##### PROVIDED DATA #####
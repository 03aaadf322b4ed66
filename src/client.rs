//! One-shot client: send a single command, read the single response.

use crate::protocol::{self, Command, DecodeError, FrameStatus, Framing, Response};
use std::io;
use std::time::Duration;
use thiserror::Error;
use tokio::io::{AsyncReadExt, AsyncWriteExt};
use tokio::net::TcpStream;

/// Largest response the client accepts
const MAX_RESPONSE_BYTES: usize = 16 * 1024 * 1024;

#[derive(Debug, Error)]
pub enum ClientError {
    #[error("failed to connect to {addr}: {source}")]
    Connect {
        addr: String,
        #[source]
        source: io::Error,
    },
    #[error("I/O error: {0}")]
    Io(#[from] io::Error),
    #[error("timed out after {0:?}")]
    Timeout(Duration),
    #[error("failed to encode request: {0}")]
    Encode(#[from] serde_json::Error),
    #[error(transparent)]
    Decode(#[from] DecodeError),
    #[error("server closed the connection mid-response")]
    Truncated,
}

/// Send `command` to `addr` and wait for the response.
pub async fn send(
    addr: &str,
    command: &Command,
    framing: Framing,
    timeout: Duration,
) -> Result<Response, ClientError> {
    tokio::time::timeout(timeout, exchange(addr, command, framing))
        .await
        .map_err(|_| ClientError::Timeout(timeout))?
}

async fn exchange(addr: &str, command: &Command, framing: Framing) -> Result<Response, ClientError> {
    let request = protocol::encode_command(command, framing)?;
    let mut stream = TcpStream::connect(addr)
        .await
        .map_err(|source| ClientError::Connect {
            addr: addr.to_string(),
            source,
        })?;

    stream.write_all(&request).await?;
    // Half-close marks the end of the request for servers that read to EOF
    stream.shutdown().await?;

    let mut reply = Vec::new();
    (&mut stream)
        .take(MAX_RESPONSE_BYTES as u64 + protocol::LENGTH_PREFIX_BYTES as u64)
        .read_to_end(&mut reply)
        .await?;

    match framing {
        Framing::Json => Ok(protocol::decode_response(&reply)?),
        Framing::LengthPrefixed => match protocol::frame(&reply, framing, MAX_RESPONSE_BYTES) {
            FrameStatus::Complete(range) => Ok(protocol::decode_response(&reply[range])?),
            FrameStatus::Incomplete | FrameStatus::TooLarge => Err(ClientError::Truncated),
        },
    }
}

#[cfg(test)]
mod tests {
    use super::*;
    use tokio::net::TcpListener;

    #[tokio::test]
    async fn test_send_reads_reply_after_half_close() {
        let listener = TcpListener::bind("127.0.0.1:0").await.unwrap();
        let addr = listener.local_addr().unwrap().to_string();

        let server = tokio::spawn(async move {
            let (mut stream, _) = listener.accept().await.unwrap();
            let mut request = Vec::new();
            stream.read_to_end(&mut request).await.unwrap();
            stream
                .write_all(br#"{"status":"ok","message":"hi"}"#)
                .await
                .unwrap();
            request
        });

        let response = send(&addr, &Command::new("hello"), Framing::Json, Duration::from_secs(5))
            .await
            .unwrap();
        assert_eq!(response, Response::ok("hi"));
        assert_eq!(server.await.unwrap(), br#"{"action":"hello","params":{}}"#);
    }

    #[tokio::test]
    async fn test_connect_failure() {
        // Bind then drop to get a port with nothing listening
        let addr = {
            let listener = TcpListener::bind("127.0.0.1:0").await.unwrap();
            listener.local_addr().unwrap().to_string()
        };
        let err = send(&addr, &Command::new("x"), Framing::Json, Duration::from_secs(5))
            .await
            .unwrap_err();
        assert!(matches!(err, ClientError::Connect { .. }));
    }

    #[tokio::test]
    async fn test_truncated_length_prefixed_reply() {
        let listener = TcpListener::bind("127.0.0.1:0").await.unwrap();
        let addr = listener.local_addr().unwrap().to_string();

        tokio::spawn(async move {
            let (mut stream, _) = listener.accept().await.unwrap();
            let mut request = Vec::new();
            stream.read_to_end(&mut request).await.unwrap();
            stream.write_all(&[0, 0, 0, 40, b'{']).await.unwrap();
        });

        let err = send(&addr, &Command::new("x"), Framing::LengthPrefixed, Duration::from_secs(5))
            .await
            .unwrap_err();
        assert!(matches!(err, ClientError::Truncated));
    }

    #[tokio::test]
    async fn test_garbled_reply_is_reported_as_response_error() {
        let listener = TcpListener::bind("127.0.0.1:0").await.unwrap();
        let addr = listener.local_addr().unwrap().to_string();

        tokio::spawn(async move {
            let (mut stream, _) = listener.accept().await.unwrap();
            let mut request = Vec::new();
            stream.read_to_end(&mut request).await.unwrap();
            stream.write_all(b"<html>").await.unwrap();
        });

        let err = send(&addr, &Command::new("x"), Framing::Json, Duration::from_secs(5))
            .await
            .unwrap_err();
        assert!(matches!(err, ClientError::Decode(DecodeError::MalformedResponse(_))));
        assert!(err.to_string().starts_with("malformed response: "));
    }
}
//! Minimal top-down renderer writing binary PPM (P6) images.
//!
//! Objects are projected orthographically onto the XY plane and drawn as
//! square markers over a vertical gradient. Cost is bounded by the image
//! size plus one marker per object.

use super::{ObjectKind, Scene};
use std::fs;
use std::io;
use std::path::Path;

/// Largest accepted width or height.
pub const MAX_DIMENSION: u32 = 4096;

/// Smallest half-extent of the viewed area, in scene units
const MIN_HALF_EXTENT: f64 = 5.0;

const DEFAULT_MESH_COLOR: [f64; 3] = [0.8, 0.8, 0.8];
const LIGHT_COLOR: [f64; 3] = [1.0, 0.85, 0.2];
const CAMERA_COLOR: [f64; 3] = [0.2, 0.4, 1.0];

struct Image {
    width: usize,
    height: usize,
    pixels: Vec<[u8; 3]>,
}

impl Image {
    fn background(width: usize, height: usize) -> Self {
        let mut pixels = Vec::with_capacity(width * height);
        for y in 0..height {
            let t = y as f64 / height.max(2).saturating_sub(1) as f64;
            let shade = to_byte(0.25 + 0.2 * (1.0 - t));
            pixels.extend(std::iter::repeat([shade, shade, to_byte(0.35 + 0.2 * (1.0 - t))]).take(width));
        }
        Self {
            width,
            height,
            pixels,
        }
    }

    fn fill_square(&mut self, cx: i64, cy: i64, half: i64, color: [u8; 3]) {
        let x0 = (cx - half).max(0);
        let y0 = (cy - half).max(0);
        let x1 = (cx + half).min(self.width as i64 - 1);
        let y1 = (cy + half).min(self.height as i64 - 1);
        for y in y0..=y1 {
            for x in x0..=x1 {
                self.pixels[y as usize * self.width + x as usize] = color;
            }
        }
    }

    fn to_ppm(&self) -> Vec<u8> {
        let header = format!("P6\n{} {}\n255\n", self.width, self.height);
        let mut out = Vec::with_capacity(header.len() + self.pixels.len() * 3);
        out.extend_from_slice(header.as_bytes());
        for pixel in &self.pixels {
            out.extend_from_slice(pixel);
        }
        out
    }
}

fn to_byte(channel: f64) -> u8 {
    (channel.clamp(0.0, 1.0) * 255.0).round() as u8
}

/// Render the scene to PPM bytes.
pub fn render(scene: &Scene, width: u32, height: u32) -> Vec<u8> {
    let (width, height) = (width as usize, height as usize);
    let mut image = Image::background(width, height);

    let half_extent = scene
        .objects()
        .iter()
        .flat_map(|o| [o.location[0].abs(), o.location[1].abs()])
        .fold(MIN_HALF_EXTENT, f64::max)
        * 1.1;
    let pixels_per_unit = width.min(height) as f64 / (2.0 * half_extent);
    let marker = (width.min(height) / 64).max(1) as i64;

    for object in scene.objects() {
        let color = match &object.kind {
            ObjectKind::Mesh(_) => object
                .materials
                .first()
                .and_then(|name| scene.material(name))
                .map(|m| [m.color[0], m.color[1], m.color[2]])
                .unwrap_or(DEFAULT_MESH_COLOR),
            ObjectKind::Light { .. } => LIGHT_COLOR,
            ObjectKind::Camera => CAMERA_COLOR,
        };
        let cx = width as f64 / 2.0 + object.location[0] * pixels_per_unit;
        // Image rows grow downwards, scene Y grows upwards
        let cy = height as f64 / 2.0 - object.location[1] * pixels_per_unit;
        image.fill_square(
            cx.round() as i64,
            cy.round() as i64,
            marker,
            color.map(to_byte),
        );
    }

    image.to_ppm()
}

/// Render the scene and write it to `path`.
pub fn render_to_file(scene: &Scene, path: &Path, width: u32, height: u32) -> io::Result<()> {
    fs::write(path, render(scene, width, height))
}

#[cfg(test)]
mod tests {
    use super::*;
    use crate::scene::Primitive;

    fn pixel(ppm: &[u8], header_len: usize, width: usize, x: usize, y: usize) -> [u8; 3] {
        let i = header_len + (y * width + x) * 3;
        [ppm[i], ppm[i + 1], ppm[i + 2]]
    }

    #[test]
    fn test_empty_scene_header_and_size() {
        let ppm = render(&Scene::new(), 8, 4);
        let header = b"P6\n8 4\n255\n";
        assert!(ppm.starts_with(header));
        assert_eq!(ppm.len(), header.len() + 8 * 4 * 3);
    }

    #[test]
    fn test_object_marker_drawn_at_origin() {
        let mut scene = Scene::new();
        scene.add_object("Cube", ObjectKind::Mesh(Primitive::Cube { size: 1.0 }), [0.0; 3], [0.0; 3]);
        let ppm = render(&scene, 64, 64);
        let header_len = b"P6\n64 64\n255\n".len();
        assert_eq!(pixel(&ppm, header_len, 64, 32, 32), [204, 204, 204]);
        assert_ne!(pixel(&ppm, header_len, 64, 0, 0), [204, 204, 204]);
    }

    #[test]
    fn test_far_objects_stay_in_frame() {
        let mut scene = Scene::new();
        scene.add_object("Cube", ObjectKind::Mesh(Primitive::Cube { size: 1.0 }), [1000.0, -1000.0, 0.0], [0.0; 3]);
        // Must not index out of bounds
        let ppm = render(&scene, 16, 16);
        assert_eq!(ppm.len(), b"P6\n16 16\n255\n".len() + 16 * 16 * 3);
    }
}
#####
TASK INSTRUCTIONS: Using the records above, output exactly the lines from the first through the line that contains "use thiserror::Error;", with both of those included.

SOLUTION TO THE PROBLEM:
repository 03aaadf322b4ed66
filename src/client.rs
//! One-shot client: send a single command, read the single response.

use crate::protocol::{self, Command, DecodeError, FrameStatus, Framing, Response};
use std::io;
use std::time::Duration;
use thiserror::Error;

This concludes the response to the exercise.